「満を持して」とはどんな意味?どんな様子から生まれた言葉?その類義語は?
絶好のタイミングのことを「満を持して」と表現することがあります。
しっかり準備を整えて機会を待っていた際などに用いられます。
では、なぜ好機を掴めるように用意することを「満を持す」と表現するのか。
ここでは、この「満を持して」という言葉のいみや用い方、由来や類義語について見ていきましょう。
「満を持す」とは
まずは「満を持して」という言葉の意味や用い方について見ていきましょう。
「満を持す」の意味
「満を持して」とは、十分に準備して待っていた機会が訪れたことを意味します。
「満を持す」ならば、好機を掴めるよう入念に用意することにも用いられます。
特にしっかりと備えて時機が来るのを待つことを言います。
また、最高潮の状態を維持することの表現として使用されることもあります。
「満を持して登場」とはどんな登場の仕方?
満を持すは、「満を持して登場」といった用いられることがあります。
これは、最高の状態やタイミングで要人が登場したという状況を表しています。
映画などで、クライマックスの一番美味しいシーンににヒーローが登場することなどが「満を持しての登場」ということになります。

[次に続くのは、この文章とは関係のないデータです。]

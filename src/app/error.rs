//! Top-level error type for facade operations.

use thiserror::Error;

use crate::account::AccountError;
use crate::habit::HabitError;
use crate::social::SocialError;
use crate::store::StoreError;

/// Error type for [`HabMate`](super::HabMate) operations.
#[derive(Error, Debug)]
pub enum AppError {
    /// An operation that needs a session was called while logged out.
    #[error("Not logged in")]
    NotLoggedIn,

    /// Account-layer failure.
    #[error(transparent)]
    Account(#[from] AccountError),

    /// Habit-layer failure.
    #[error(transparent)]
    Habit(#[from] HabitError),

    /// Social-layer failure.
    #[error(transparent)]
    Social(#[from] SocialError),

    /// Store failure outside any domain layer.
    #[error("Storage error: {0}")]
    Store(#[from] StoreError),
}

/// Result type alias for facade operations.
pub type Result<T> = std::result::Result<T, AppError>;
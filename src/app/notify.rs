//! Outcome notifications.
//!
//! Core operations report user-facing outcomes as a fire-and-forget
//! `(message, severity)` signal. The rendering layer decides how (or
//! whether) to show them; nothing here waits for acknowledgment.

use tracing::{error, info, warn};

/// How prominently a message should be surfaced.
#[derive(Debug, Clone, Copy, PartialEq, Eq)]
pub enum Severity {
    /// Neutral status update.
    Info,
    /// Something succeeded.
    Success,
    /// Something is off but the operation went through.
    Warning,
    /// The operation failed.
    Error,
}

/// Sink for user-facing outcome messages.
pub trait Notifier: Send + Sync {
    /// Delivers one message. Must not block or fail.
    fn notify(&self, message: &str, severity: Severity);
}

/// Default notifier: routes messages to the tracing log.
#[derive(Debug, Default, Clone, Copy)]
pub struct TracingNotifier;

impl Notifier for TracingNotifier {
    fn notify(&self, message: &str, severity: Severity) {
        match severity {
            Severity::Info | Severity::Success => info!(target: "habmate::notify", "{message}"),
            Severity::Warning => warn!(target: "habmate::notify", "{message}"),
            Severity::Error => error!(target: "habmate::notify", "{message}"),
        }
    }
}
//! Session state: the current-user pointer.
//!
//! The session holds a full denormalized *copy* of the user record under the
//! `currentUser` key, not a live reference. Any mutation of the underlying
//! `user_<id>` record (a follow, for instance) leaves the session stale until
//! [`SessionManager::refresh`] re-reads it; callers that mutate the record
//! are expected to refresh afterwards.

use std::sync::Arc;

use tracing::debug;

use super::directory::UserDirectory;
use super::error::Result;
use super::types::User;
use crate::store::{keys, KvStore};

/// Tracks the currently authenticated user.
#[derive(Clone)]
pub struct SessionManager {
    store: Arc<KvStore>,
}

impl SessionManager {
    /// Creates a session manager over the given store.
    #[must_use]
    pub fn new(store: Arc<KvStore>) -> Self {
        Self { store }
    }

    /// Stores a copy of `user` as the current session.
    ///
    /// # Errors
    ///
    /// Returns an error if the store write fails.
    pub fn login(&self, user: &User) -> Result<()> {
        self.store.set(keys::CURRENT_USER, user)?;
        debug!(user_id = %user.id, "session started");
        Ok(())
    }

    /// Clears the current session.
    ///
    /// Logging out with no active session succeeds.
    ///
    /// # Errors
    ///
    /// Returns an error if the store write fails.
    pub fn logout(&self) -> Result<()> {
        self.store.remove(keys::CURRENT_USER)?;
        debug!("session cleared");
        Ok(())
    }

    /// Returns the session's copy of the current user, if logged in.
    ///
    /// # Errors
    ///
    /// Returns an error if the store read fails.
    pub fn current(&self) -> Result<Option<User>> {
        Ok(self.store.get(keys::CURRENT_USER)?)
    }

    /// Re-reads the persisted user record and rewrites the session copy.
    ///
    /// Returns the refreshed user, or `None` when there is no session or the
    /// underlying record has disappeared (the stale copy is left in place in
    /// that case).
    ///
    /// # Errors
    ///
    /// Returns an error if a store operation fails.
    pub fn refresh(&self) -> Result<Option<User>> {
        let Some(session) = self.current()? else {
            return Ok(None);
        };
        let directory = UserDirectory::new(Arc::clone(&self.store));
        let Some(fresh) = directory.find_by_id(&session.id)? else {
            return Ok(None);
        };
        self.login(&fresh)?;
        Ok(Some(fresh))
    }
}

長年に渡って準備していたものを、ついにお披露目できるという時にも用いられます。
「満を持す」の由来
「満を持す」は、どのようにして生まれた言葉なのか。
その由来は、古代中国の故事から来ているとされます。
由来は、周亜夫という将軍にまつわる「持満」という言葉から
「満を持す」は、古代中国・前漢の歴史書「史記」の周勃世家に出典があります。
その一節にある「軍士吏被甲、鋭兵刃彀弓弩持満」が由来とされています。
前漢の時代、北方の異民族に備えて警備する周亜夫という将軍がいました。
ある日、この周亜夫のところへ皇帝が直々に激励のために訪れました。
その際、兵士は鎧を身に纏い、剣を研ぎ澄まし、矢を飛ばせるように弓は引かれた状態になっていました。
いつでも矢を放てるように弓が引かれた状態が「持満」であり、この様子から「満を持して」という言葉が生まれました。
周亜夫が鍛えた兵士たちの様子が転じて、用意周到に準備することを「満を持す」と表現するようになったというわけです。
周亜夫は「真の将軍」と皇帝に称されたほどの人物!
「満を持して」の由来となった故事には続きがあります。
実は意気揚々と周亜夫を尋ねた皇帝でしたが、門番に命令しても陣営の中には入れてもらえなかったようです。
なぜなら「戦場では将軍の命令だけを聞くように」と、周亜夫が兵士たちを厳しく訓練していたからです。
そのため、例え皇帝の命令でも兵士たちは言うことを聞かなかったのです。
この兵士たちの姿を見て、皇帝は「周亜夫こそまさに真の将軍だ」と称賛したとされています。
「満を持す」の類義語
最後に「満を持して」の類義語も見ておきましょう。
類義語としては「手ぐすねを引く」「機が熟す」などがあげられます。
手ぐすねを引く
「手ぐすねを引く」とは、十分に準備して待ち構えることです。
「ぐすね」とは、松脂を油で煮て練り混ぜたものを指します。
粘着力が強く、かつては弓の弦の補強や滑り止めに使用されていました。
そしてこのくすねを手で塗ることを「手ぐすね」と言っていたのです。
戦いの準備として、弓をいつでも使用できるように「手ぐすね」を引いた状態にしておく必要があったことから生まれた言葉とされています。
機が熟す
「機が熟す」とは、機会を窺って待った末に好機が訪れることを言います。
「機」は物事が起こるきっかけやチャンスを、「熟す」は十分に実っていることを表す言葉です。
転じて、物事が十分な状態になることを表すようになりました。
まとめ
「満を持す」は、好機を掴めるよう入念に用意することをあらわします。
「満を持して」ならば、最高の状態やタイミングで現れるという意味でも用いられます。
古代中国・前漢の将軍の逸話から来た言葉とされます。
その類義語としては「手ぐすねを引く」「機が熟す」などがあげられます。